但是,近些年很多学者认为对于萎缩性NF-1伴脊柱侧凸合并肋骨头椎管内脱位患者直接行脊柱矫形是安全的。

仉建国等报道了8例伴肋骨侵入椎管的I型神经纤维瘤病伴脊柱侧凸患者。手术方式包括单纯后路矫形融合术和生长棒矫形术,均未对突入椎管内的肋骨进行直接干预。术后肋骨椎管内占位比较术前明显减小,同时未出现神经系统并发症。北京协和医院最新研究显示在未切除肋骨头进行矫形手术的情况下,肋骨头椎管占有率由术前平均28.6%下降至23.1%。朱泽章等报道了9例不伴神经损害的I型神经纤维瘤病伴脊柱侧凸患者,矫形术中保留脱入椎管的肋骨头。结果显示,与术前比较,术后即刻肋骨头脱入椎管内程度明显减小(术前32.8%±9.9%,术后16.8%土15.2%)。术后及随访期间患者神经功能均保持为Frankel E级。邱勇等报道了145名NF-1伴脊柱侧凸患者中23例(15.9%)合并肋骨头椎管内脱位,术中均未进行肋骨头切除,术后CT显示突入椎管内肋骨长度由术前平均9.2mm下降至术后平均5.2cm,且术后均未出现神经损伤并发症。
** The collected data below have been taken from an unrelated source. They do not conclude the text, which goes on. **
//! Post-processing of copied component images

use crate::error::{Error, Result};
use alloc::string::String;

/// Trim a copied initrd image to its trusted length
///
/// The copy is block aligned and may carry padding beyond `len`. A copy
/// shorter than `len` means the boot map is corrupt.
pub fn initrd_payload(image: &[u8], len: u64) -> Result<&[u8]> {
    usize::try_from(len)
        .ok()
        .and_then(|len| image.get(..len))
        .ok_or_else(|| {
            Error::format("Error writing initrd file - invalid initrd component length")
        })
}

/// Interpret a copied parmfile component as kernel command line text
///
/// The last byte is always dropped and the text ends at the first NUL.
pub fn parmfile_text(image: &[u8]) -> String {
    let text = &image[..image.len().saturating_sub(1)];
    let end = text.iter().position(|&b| b == 0).unwrap_or(text.len());
    String::from_utf8_lossy(&text[..end]).into_owned()
}
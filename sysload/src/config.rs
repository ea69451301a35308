//! Boot entry configuration and local staging paths

use std::path::{Path, PathBuf};

/// Default location of the kexec tool
pub const KEXEC_PATH: &str = "/sbin/kexec";

/// Boot entry fields consumed by the loader
#[derive(Debug, Clone, Default, PartialEq, Eq)]
pub struct BootEntry {
    /// Prefix for relative URIs
    pub root: String,
    /// Extra kernel command line
    pub cmdline: String,
    /// URI of an additional parmfile
    pub parmfile: Option<String>,
    /// Boot map URI (`dasd://(...)` or `zfcp://(...)`)
    pub bootmap: Option<String>,
}

/// Where boot objects are staged before the handoff
#[derive(Debug, Clone, PartialEq, Eq)]
pub struct LoaderPaths {
    pub kernel: PathBuf,
    pub initrd: PathBuf,
    pub parmfile: PathBuf,
    pub kexec: PathBuf,
}

impl Default for LoaderPaths {
    fn default() -> Self {
        Self {
            kernel: PathBuf::from("/tmp/kernel.img"),
            initrd: PathBuf::from("/tmp/initrd.img"),
            parmfile: PathBuf::from("/tmp/parmfile.txt"),
            kexec: PathBuf::from(KEXEC_PATH),
        }
    }
}

impl LoaderPaths {
    /// Stage files in `dir` instead of `/tmp`
    pub fn in_dir(dir: &Path) -> Self {
        Self {
            kernel: dir.join("kernel.img"),
            initrd: dir.join("initrd.img"),
            parmfile: dir.join("parmfile.txt"),
            ..Self::default()
        }
    }
}

/// Prefix `uri` with `root` unless it is an absolute URI
///
/// A URI is absolute when it starts with a scheme (`[A-Za-z][A-Za-z0-9+.-]*:`).
/// A URI enclosed in single quotes is always relative; the quotes are dropped.
pub fn prefix_root(root: &str, uri: &str) -> String {
    if uri.is_empty() {
        return String::new();
    }
    if let Some(inner) = uri
        .strip_prefix('\'')
        .and_then(|rest| rest.strip_suffix('\''))
    {
        return format!("{root}{inner}");
    }
    if has_scheme(uri) {
        uri.to_string()
    } else {
        format!("{root}{uri}")
    }
}

fn has_scheme(uri: &str) -> bool {
    let Some((scheme, _)) = uri.split_once(':') else {
        return false;
    };
    let mut chars = scheme.chars();
    chars.next().is_some_and(|c| c.is_ascii_alphabetic())
        && chars.all(|c| c.is_ascii_alphanumeric() || matches!(c, '+' | '-' | '.'))
}
//! Program table
//!
//! Lists the boot programs of a boot map. Slot 0 of the 512 byte region holds
//! the magic, every following pointer-sized slot addresses the component
//! table of one program.

use super::{check_magic, read_table_block};
use crate::disk::Disk;
use crate::error::{Error, Result};
use crate::pointer::{self, BlockPointer, PointerFormat};
use crate::types::PROGRAM_TABLE_SIZE;
use alloc::format;
use alloc::vec::Vec;
use gpt_disk_io::BlockIo;
use log::debug;

const WHAT: &str = "program table";

/// Decoded program table
#[derive(Debug, Clone, PartialEq, Eq)]
pub struct ProgramTable {
    entries: Vec<Option<BlockPointer>>,
}

impl ProgramTable {
    /// Number of program slots for a pointer layout
    ///
    /// 55 on ECKD, 63 on FBA and 31 on SCSI disks.
    pub const fn capacity(format: PointerFormat) -> usize {
        PROGRAM_TABLE_SIZE / format.size() - 1
    }

    /// Parse a program table from the start of `block`
    pub fn parse(format: PointerFormat, block: &[u8]) -> Result<Self> {
        check_magic(block, WHAT)?;
        if block.len() < PROGRAM_TABLE_SIZE {
            return Err(Error::Format(format!(
                "Error - {WHAT} too short ({} bytes)",
                block.len()
            )));
        }

        let region = &block[..PROGRAM_TABLE_SIZE];
        let entries = (1..=Self::capacity(format))
            .map(|slot| pointer::decode_slot(format, region, slot))
            .collect::<Result<Vec<_>>>()?;
        Ok(Self { entries })
    }

    /// Read the program table addressed by the disk's boot record
    pub fn read<B: BlockIo>(disk: &mut Disk<B>) -> Result<Self> {
        let ptr = disk
            .program_table_ptr()
            .ok_or_else(|| Error::format("Error - invalid program table pointer"))?;
        let block = read_table_block(disk, &ptr, WHAT)?;
        let table = Self::parse(disk.info().format, &block)?;
        debug!(
            "program table: {} of {} slots in use",
            table.iter().count(),
            table.len()
        );
        Ok(table)
    }

    /// Number of slots
    pub fn len(&self) -> usize {
        self.entries.len()
    }

    /// Does the table have no slots at all?
    pub fn is_empty(&self) -> bool {
        self.entries.is_empty()
    }

    /// Component table pointer of program `index`
    ///
    /// `None` for empty slots and indices beyond the table.
    pub fn entry(&self, index: usize) -> Option<BlockPointer> {
        self.entries.get(index).copied().flatten()
    }

    /// Iterate over `(index, pointer)` of every non-empty slot
    pub fn iter(&self) -> impl Iterator<Item = (usize, BlockPointer)> + '_ {
        self.entries
            .iter()
            .enumerate()
            .filter_map(|(index, ptr)| ptr.map(|ptr| (index, ptr)))
    }
}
同时,其研究结果显示:椎体偏移和肋椎角(肋骨与椎体前后轴线的夹角)矫形幅度越大,术后肋骨头从椎管内移出的效果越明显。华西医院许建中等报道了6例NF-1脊柱侧凸伴椎管内肋骨头脱位患者进行后路矫形手术,术中同样未处理脱位肋骨头。术后肋骨头椎管内占位情况获得明显改善,同时未出现神经系统并发症。

因此,目前关于NF-1伴脊柱侧凸合并肋骨头椎管内脱位是否需要进行肋骨头切除仍然有争议。若肋骨头突入椎管导致脊髓压迫时,一般建议矫形术前切除肋骨头,如此能提高矫形手术的安全性,解除了脊髓受压的潜在风险。但切除肋骨头也有其相应的缺点,如:增加了手术创伤和出血量,如果肋骨头与硬膜粘连,则有可能造成医源性神经损伤并发症。若肋骨头脱入椎管未压迫脊髓,中外专家对此则各执一词。国外专家多数建议矫形手术前切除肋骨头以避免造成继发脊髓压迫;国内专家则认为不进行肋骨头切除进行脊柱矫形手术是安全的,而且影像学证据表明术后肋骨头侵犯椎管的程度随着脊柱的矫形而减小。

总之,对于NF-1伴脊柱侧凸患者合并肋骨头椎管内脱位的处理应十分谨慎,术前应进行全面而详细的临床和影像学评估,术中仔细操作,结合神经电生理检测,尽量减少神经损伤的风险。